一方タミフルなどの現在使用されている抗インフルエンザ薬はウイルスが増殖する際に細胞から出ていく所をブロックしてインフルエンザウイルスの増殖を阻害します。実はこのタミフルも元を正せば八角(大茴香)という生薬の成分から出来ているのです。だから早期にインフルエンザを診断し、この作用機序の違う抗インフルエンザ薬と漢方薬を組み合わせる事で治療することは相乗効果が有りより有効であると私は考えています。
これまでの経過をみていると患者さん達は2,3日で熱がさがりインフルエンザの激しい主症状も2,3日以内に治まっている方が多いですね。その後咳や痰が続いたり、だるさが続く方もいますが、それにはそれようの漢方薬もあるので大丈夫です。
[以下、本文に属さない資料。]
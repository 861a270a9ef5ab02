//! Bounded retries with backoff and a per-attempt hard timeout.

use std::fmt;
use std::future::Future;
use std::time::Duration;

use rand::Rng;
use thiserror::Error;
use tracing::{debug, warn};

/// Delay growth between attempts.
#[derive(Debug, Clone, Copy, PartialEq, Eq)]
pub enum Backoff {
    /// `base * (attempt + 1)`
    Linear,
    /// `base * 2^attempt`
    Exponential,
}

/// Retry configuration, passed by value to each call site.
#[derive(Debug, Clone)]
pub struct RetryPolicy {
    /// Total attempts including the first one (at least 1).
    pub max_attempts: u32,
    /// Delay unit.
    pub base_delay: Duration,
    /// Upper bound for any single delay.
    pub max_delay: Duration,
    /// Growth curve.
    pub backoff: Backoff,
    /// Hard limit per attempt.
    pub timeout: Option<Duration>,
    /// Scale each delay by a random factor in [0.5, 1.0].
    pub jitter: bool,
}

impl Default for RetryPolicy {
    fn default() -> Self {
        Self {
            max_attempts: 3,
            base_delay: Duration::from_millis(1000),
            max_delay: Duration::from_millis(10_000),
            backoff: Backoff::Exponential,
            timeout: Some(Duration::from_secs(10)),
            jitter: false,
        }
    }
}

impl RetryPolicy {
    /// Deterministic delay after the zero-based `attempt` failed.
    pub fn backoff_delay(&self, attempt: u32) -> Duration {
        let factor = match self.backoff {
            Backoff::Linear => attempt.checked_add(1),
            Backoff::Exponential => 2u32.checked_pow(attempt),
        };

        factor
            .and_then(|f| self.base_delay.checked_mul(f))
            .map_or(self.max_delay, |d| d.min(self.max_delay))
    }

    /// Delay actually slept, with jitter applied when enabled.
    pub fn next_delay(&self, attempt: u32) -> Duration {
        let delay = self.backoff_delay(attempt);
        if !self.jitter {
            return delay;
        }
        let scale = rand::thread_rng().gen_range(0.5..=1.0);
        delay.mul_f64(scale).min(self.max_delay)
    }
}

/// One failed attempt.
#[derive(Debug, Error, PartialEq)]
pub enum Failure<E> {
    /// The operation returned an error.
    #[error("{0}")]
    Operation(E),

    /// The operation did not finish in time.
    #[error("attempt timed out after {}ms", .0.as_millis())]
    Timeout(Duration),
}

/// Why the executor stopped retrying.
#[derive(Debug, Error, PartialEq)]
pub enum RetryError<E> {
    /// Every allowed attempt failed.
    #[error("gave up after {attempts} attempts: {last}")]
    Exhausted { attempts: u32, last: Failure<E> },

    /// The retry predicate refused to try again.
    #[error("not retried after attempt {attempts}: {failure}")]
    Declined { attempts: u32, failure: Failure<E> },
}

impl<E> RetryError<E> {
    /// Number of attempts made.
    pub fn attempts(&self) -> u32 {
        match self {
            RetryError::Exhausted { attempts, .. } | RetryError::Declined { attempts, .. } => {
                *attempts
            }
        }
    }

    /// Check if all attempts were used.
    pub fn is_exhausted(&self) -> bool {
        matches!(self, RetryError::Exhausted { .. })
    }

    /// The failure of the final attempt.
    pub fn into_failure(self) -> Failure<E> {
        match self {
            RetryError::Exhausted { last, .. } => last,
            RetryError::Declined { failure, .. } => failure,
        }
    }
}

/// Run `operation` until it succeeds, the policy runs out of attempts, or
/// `should_retry` declines an error.
///
/// Timeouts are always eligible for retry. No delay is slept after the last
/// attempt or after a declined error. A timed-out attempt is dropped, so its
/// result can never be observed.
pub async fn execute<T, E, F, Fut, P>(
    policy: &RetryPolicy,
    mut operation: F,
    should_retry: P,
) -> Result<T, RetryError<E>>
where
    F: FnMut() -> Fut,
    Fut: Future<Output = Result<T, E>>,
    P: Fn(&E) -> bool,
    E: fmt::Display,
{
    let max_attempts = policy.max_attempts.max(1);
    let mut attempt = 0u32;

    loop {
        let outcome = match policy.timeout {
            Some(limit) => match tokio::time::timeout(limit, operation()).await {
                Ok(result) => result.map_err(Failure::Operation),
                Err(_) => Err(Failure::Timeout(limit)),
            },
            None => operation().await.map_err(Failure::Operation),
        };

        let failure = match outcome {
            Ok(value) => {
                if attempt > 0 {
                    debug!(attempts = attempt + 1, "Operation succeeded after retry");
                }
                return Ok(value);
            }
            Err(failure) => failure,
        };

        let attempts = attempt + 1;
        let retryable = match &failure {
            Failure::Operation(error) => should_retry(error),
            Failure::Timeout(_) => true,
        };

        if !retryable {
            debug!(attempts, error = %failure, "Error is not retryable");
            return Err(RetryError::Declined { attempts, failure });
        }

        if attempts >= max_attempts {
            warn!(attempts, error = %failure, "Giving up after final attempt");
            return Err(RetryError::Exhausted {
                attempts,
                last: failure,
            });
        }

        let delay = policy.next_delay(attempt);
        warn!(
            attempt = attempts,
            delay_ms = delay.as_millis() as u64,
            error = %failure,
            "Attempt failed, retrying"
        );
        tokio::time::sleep(delay).await;
        attempt += 1;
    }
}
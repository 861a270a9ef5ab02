//! Per-source health tracking.

use std::collections::{BTreeMap, VecDeque};
use std::time::Duration;

use dashmap::DashMap;
use serde::Serialize;
use tracing::{info, warn};

use ratekeeper_common::{system_clock, SharedClock, Timestamp};

/// Consecutive failures after which a source is reported unhealthy.
pub const DEFAULT_UNHEALTHY_AFTER: u32 = 5;

/// Response times kept per source.
const LATENCY_WINDOW: usize = 100;

/// Health view of one source.
#[derive(Debug, Clone, PartialEq, Serialize)]
pub struct HealthStatus {
    pub source_name: String,
    pub is_healthy: bool,
    pub last_success_time: Option<Timestamp>,
    pub last_failure_time: Option<Timestamp>,
    pub consecutive_failures: u32,
    pub total_requests: u64,
    pub total_failures: u64,
    /// Successful requests over all requests, 1.0 before the first request.
    pub success_rate: f64,
    /// Mean of the recent response-time window.
    pub average_response_time: Option<Duration>,
}

#[derive(Debug)]
struct SourceHealth {
    is_healthy: bool,
    last_success_time: Option<Timestamp>,
    last_failure_time: Option<Timestamp>,
    consecutive_failures: u32,
    total_requests: u64,
    total_failures: u64,
    response_times: VecDeque<Duration>,
}

impl SourceHealth {
    fn new() -> Self {
        Self {
            is_healthy: true,
            last_success_time: None,
            last_failure_time: None,
            consecutive_failures: 0,
            total_requests: 0,
            total_failures: 0,
            response_times: VecDeque::with_capacity(LATENCY_WINDOW),
        }
    }

    fn to_status(&self, name: &str) -> HealthStatus {
        let success_rate = if self.total_requests == 0 {
            1.0
        } else {
            (self.total_requests - self.total_failures) as f64 / self.total_requests as f64
        };

        let average_response_time = if self.response_times.is_empty() {
            None
        } else {
            let total: Duration = self.response_times.iter().sum();
            Some(total / self.response_times.len() as u32)
        };

        HealthStatus {
            source_name: name.to_string(),
            is_healthy: self.is_healthy,
            last_success_time: self.last_success_time,
            last_failure_time: self.last_failure_time,
            consecutive_failures: self.consecutive_failures,
            total_requests: self.total_requests,
            total_failures: self.total_failures,
            success_rate,
            average_response_time,
        }
    }
}

/// Registry of source health records, created on first report.
pub struct HealthMonitor {
    sources: DashMap<String, SourceHealth>,
    unhealthy_after: u32,
    clock: SharedClock,
}

impl HealthMonitor {
    /// Create a monitor on the system clock.
    pub fn new(unhealthy_after: u32) -> Self {
        Self::with_clock(unhealthy_after, system_clock())
    }

    /// Create a monitor reading time from `clock`.
    pub fn with_clock(unhealthy_after: u32, clock: SharedClock) -> Self {
        Self {
            sources: DashMap::new(),
            unhealthy_after: unhealthy_after.max(1),
            clock,
        }
    }

    pub fn record_success(&self, name: &str) {
        let now = self.clock.now();
        let mut entry = self
            .sources
            .entry(name.to_string())
            .or_insert_with(SourceHealth::new);

        if !entry.is_healthy {
            info!(source = name, "Source recovered");
        }
        entry.is_healthy = true;
        entry.consecutive_failures = 0;
        entry.last_success_time = Some(now);
        entry.total_requests += 1;
    }

    pub fn record_failure(&self, name: &str) {
        let now = self.clock.now();
        let mut entry = self
            .sources
            .entry(name.to_string())
            .or_insert_with(SourceHealth::new);

        entry.consecutive_failures += 1;
        entry.last_failure_time = Some(now);
        entry.total_requests += 1;
        entry.total_failures += 1;

        if entry.is_healthy && entry.consecutive_failures >= self.unhealthy_after {
            entry.is_healthy = false;
            warn!(
                source = name,
                consecutive_failures = entry.consecutive_failures,
                "Source marked unhealthy"
            );
        }
    }

    /// Record how long one upstream call took. Only the most recent
    /// responses are kept.
    pub fn record_latency(&self, name: &str, elapsed: Duration) {
        let mut entry = self
            .sources
            .entry(name.to_string())
            .or_insert_with(SourceHealth::new);

        if entry.response_times.len() == LATENCY_WINDOW {
            entry.response_times.pop_front();
        }
        entry.response_times.push_back(elapsed);
    }

    /// Status of one source, `None` if it never reported.
    pub fn status(&self, name: &str) -> Option<HealthStatus> {
        self.sources.get(name).map(|h| h.to_status(name))
    }

    /// Statuses of every source, ordered by name.
    pub fn all_statuses(&self) -> BTreeMap<String, HealthStatus> {
        self.sources
            .iter()
            .map(|entry| (entry.key().clone(), entry.value().to_status(entry.key())))
            .collect()
    }

    /// True when at least one source is registered and all of them are
    /// healthy.
    pub fn all_healthy(&self) -> bool {
        !self.sources.is_empty() && self.sources.iter().all(|entry| entry.is_healthy)
    }
}

impl Default for HealthMonitor {
    fn default() -> Self {
        Self::new(DEFAULT_UNHEALTHY_AFTER)
    }
}
impl RateEngine {
    /// Create an engine with no sources.
    pub fn new(config: &EngineConfig) -> Self {
        Self::with_clock(config, system_clock())
    }

    /// Create an engine whose cache, breakers and health monitor read time
    /// from `clock`.
    pub fn with_clock(config: &EngineConfig, clock: SharedClock) -> Self {
        Self {
            sources: HashMap::new(),
            cache: TieredCache::with_clock(config.success_ttl, clock.clone()),
            health: HealthMonitor::with_clock(config.unhealthy_after, clock.clone()),
            metrics: EngineMetrics::new(),
            clock,
        }
    }

    /// Register a source under its own name.
    pub fn with_source(
        mut self,
        source: Arc<dyn RateSource>,
        policy: SourcePolicy,
    ) -> EngineResult<Self> {
        let name = source.name().to_string();
        if self.sources.contains_key(&name) {
            return Err(EngineError::DuplicateSource(name));
        }

        let breaker = CircuitBreaker::with_clock(policy.breaker, self.clock.clone());
        self.sources.insert(
            name,
            SourceSlot {
                source,
                breaker,
                retry: policy.retry,
            },
        );
        Ok(self)
    }

    /// Build the production engine: the bulletin scraper and the P2P order
    /// book over real HTTP clients.
    pub fn from_config(config: &EngineConfig) -> EngineResult<Self> {
        config.validate()?;

        let bcv = &config.bcv;
        let fetcher = HttpPageFetcher::new(bcv.request_timeout, bcv.accept_invalid_certs)?;
        let extractor = HtmlExtractor::default()
            .with_min_confidence(bcv.min_confidence)
            .with_bounds(bcv.usd_bounds, bcv.eur_bounds);
        let bcv_source = BcvSource::new(bcv.url.clone(), Arc::new(fetcher))
            .with_extractor(extractor)
            .with_static_default(bcv.static_default);

        let p2p = &config.p2p;
        let client = P2pClient::new(P2pClientConfig {
            endpoint: p2p.endpoint.clone(),
            fiat: p2p.fiat.clone(),
            pages: p2p.pages,
            rows_per_page: p2p.rows_per_page,
            page_delay: p2p.page_delay,
            request_timeout: p2p.request_timeout,
        })?;
        let aggregator = OrderBookAggregator::new(
            Arc::new(client),
            AggregatorConfig {
                price_bounds: p2p.price_bounds,
                spread: p2p.spread,
                filter_outliers: p2p.filter_outliers,
            },
        );
        let p2p_source = P2pSource::new(
            aggregator,
            P2pSourceConfig {
                target_asset: p2p.target_asset.clone(),
                fallback_asset: p2p.fallback_asset.clone(),
                full_confidence_samples: p2p.full_confidence_samples,
            },
        )
        .with_static_default(p2p.static_default);

        Self::new(config)
            .with_source(Arc::new(bcv_source), bcv.policy.clone())?
            .with_source(Arc::new(p2p_source), p2p.policy.clone())
    }

    /// Current rate for `source`.
    ///
    /// Serves a fresh cached snapshot when one exists, otherwise fetches
    /// live and falls back to the last known good snapshot or the static
    /// default. Only an unknown source name is an error.
    #[instrument(skip(self), fields(request_id = %Uuid::now_v7()))]
    pub async fn get_rate(&self, source: &str) -> EngineResult<RateQuote> {
        let slot = self.slot(source)?;
        self.metrics.request();

        if let Some(entry) = self.cache.fresh_success(source) {
            self.metrics.cache_hit();
            return Ok(RateQuote {
                source: source.to_string(),
                kind: slot.source.kind(),
                cache_age_seconds: Some(entry.age_seconds(self.clock.now())),
                snapshot: entry.snapshot,
                tier: CacheTier::Success,
                fallback: false,
                fallback_reason: None,
                circuit_state: slot.breaker.state(),
            });
        }

        Ok(self.fetch_or_fallback(source, slot).await)
    }

    /// Fetch `source` live regardless of the cache, falling back like
    /// [`get_rate`](Self::get_rate) on failure.
    #[instrument(skip(self), fields(request_id = %Uuid::now_v7()))]
    pub async fn refresh(&self, source: &str) -> EngineResult<RateQuote> {
        let slot = self.slot(source)?;
        self.metrics.request();
        Ok(self.fetch_or_fallback(source, slot).await)
    }

    /// [`get_rate`](Self::get_rate) shaped for the outside world.
    pub async fn get_rate_response(&self, source: &str) -> EngineResult<RateResponse> {
        let quote = self.get_rate(source).await?;
        Ok(RateResponse::from(&quote))
    }

    /// Health of every source that has been asked for at least once.
    pub fn health_report(&self) -> HealthReport {
        HealthReport::new(self.health.all_healthy(), self.health.all_statuses())
    }

    pub fn health_status(&self, source: &str) -> Option<HealthStatus> {
        self.health.status(source)
    }

    pub fn circuit_state(&self, source: &str) -> Option<CircuitState> {
        self.sources.get(source).map(|slot| slot.breaker.state())
    }

    /// Force a source's breaker back to closed.
    pub fn reset_circuit(&self, source: &str) -> EngineResult<()> {
        self.slot(source)?.breaker.reset();
        Ok(())
    }

    /// Registered source names, sorted.
    pub fn source_names(&self) -> Vec<String> {
        let mut names: Vec<String> = self.sources.keys().cloned().collect();
        names.sort();
        names
    }

    pub fn metrics(&self) -> MetricsSnapshot {
        self.metrics.snapshot()
    }

    pub fn cache_stats(&self) -> CacheStats {
        self.cache.stats()
    }

    fn slot(&self, source: &str) -> EngineResult<&SourceSlot> {
        self.sources
            .get(source)
            .ok_or_else(|| EngineError::UnknownSource(source.to_string()))
    }

    async fn fetch_or_fallback(&self, name: &str, slot: &SourceSlot) -> RateQuote {
        match self.fetch_live(name, slot).await {
            Ok(snapshot) => {
                self.cache.store_success(name, snapshot.clone());
                self.metrics.live_fetch();
                RateQuote {
                    source: name.to_string(),
                    kind: slot.source.kind(),
                    snapshot,
                    tier: CacheTier::Success,
                    fallback: false,
                    fallback_reason: None,
                    cache_age_seconds: None,
                    circuit_state: slot.breaker.state(),
                }
            }
            Err(err) => self.fallback(name, slot, &err),
        }
    }

    /// One breaker-guarded, retried fetch. Breaker and health are updated
    /// once for the whole call, not per attempt.
    async fn fetch_live(&self, name: &str, slot: &SourceSlot) -> Result<RateSnapshot, SourceError> {
        if !slot.breaker.can_attempt() {
            self.metrics.circuit_rejection();
            debug!(source = name, "Circuit open, skipping fetch");
            return Err(SourceError::CircuitOpen(name.to_string()));
        }

        let started = Instant::now();
        let result = retry::execute(
            &slot.retry,
            || slot.source.fetch(),
            SourceError::is_retryable,
        )
        .await;
        self.health.record_latency(name, started.elapsed());

        match result {
            Ok(snapshot) => {
                slot.breaker.record_success();
                self.health.record_success(name);
                info!(
                    source = name,
                    rate = snapshot.primary_rate,
                    confidence = snapshot.confidence,
                    "Fetched live rate"
                );
                Ok(snapshot)
            }
            Err(err) => {
                let attempts = err.attempts();
                let err = source_error(err);
                slot.breaker.record_failure();
                self.health.record_failure(name);
                self.metrics.live_failure();
                warn!(
                    source = name,
                    attempts,
                    error = %err,
                    code = err.error_code(),
                    state = slot.breaker.state().as_str(),
                    "Live fetch failed"
                );
                Err(err)
            }
        }
    }

    fn fallback(&self, name: &str, slot: &SourceSlot, err: &SourceError) -> RateQuote {
        let now = self.clock.now();
        let circuit_state = slot.breaker.state();

        if let Some(entry) = self.cache.last_known_good(name) {
            self.metrics.lkg_fallback();
            let age = entry.age_seconds(now);
            info!(source = name, age_secs = age, reason = err.fallback_reason(), "Serving last known good rate");
            return RateQuote {
                source: name.to_string(),
                kind: slot.source.kind(),
                snapshot: entry.snapshot,
                tier: CacheTier::LastKnownGood,
                fallback: true,
                fallback_reason: Some(err.fallback_reason().to_string()),
                cache_age_seconds: Some(age),
                circuit_state,
            };
        }

        self.metrics.static_fallback();
        warn!(source = name, "No cached rate, serving static default");
        RateQuote {
            source: name.to_string(),
            kind: slot.source.kind(),
            snapshot: slot.source.static_default().to_snapshot(now),
            tier: CacheTier::StaticDefault,
            fallback: true,
            fallback_reason: Some(NO_DATA_REASON.to_string()),
            cache_age_seconds: None,
            circuit_state,
        }
    }
}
ただ、インフルエンザが長引いてしまう人もいます。その多くは解熱鎮痛薬や市販の風邪薬を飲んでいる人です。インフルエンザにかかって熱がでるのは熱を出すことによってウイルスを退治したり、私達の免疫能をあげる作用があるのですが、無理に解熱鎮痛薬や風邪薬で熱をさげたためにかえって、免疫能の活性が阻害されインフルエンザの治癒が遅くなっているのだと思います。だから、熱が出たので解熱薬を下さいという患者さんもおられますが、よほどの事がない限り私は鎮痛薬を使用しないようにすすめています。お熱が出ているのは治すために出ているのだと思って、漢方薬を飲んで温かくして安静にすることをおすすめしています。
豆まきが過ぎて、暦上はもう春です。クリニックの玄関先にも紅梅が咲いてとても良い香りを漂わせています。昔、中国の晋の武帝の時代に学問に親しむと花が開き、学問をやめると花が開かなかった梅があったというお話があり、この事から梅の別名を好文木と言います。私も皆様と一緒に今年はいろいろな事を勉強し梅を満開にしたいと思いますので、皆様もぜひご自分の健康維持についての勉強をしてみてください。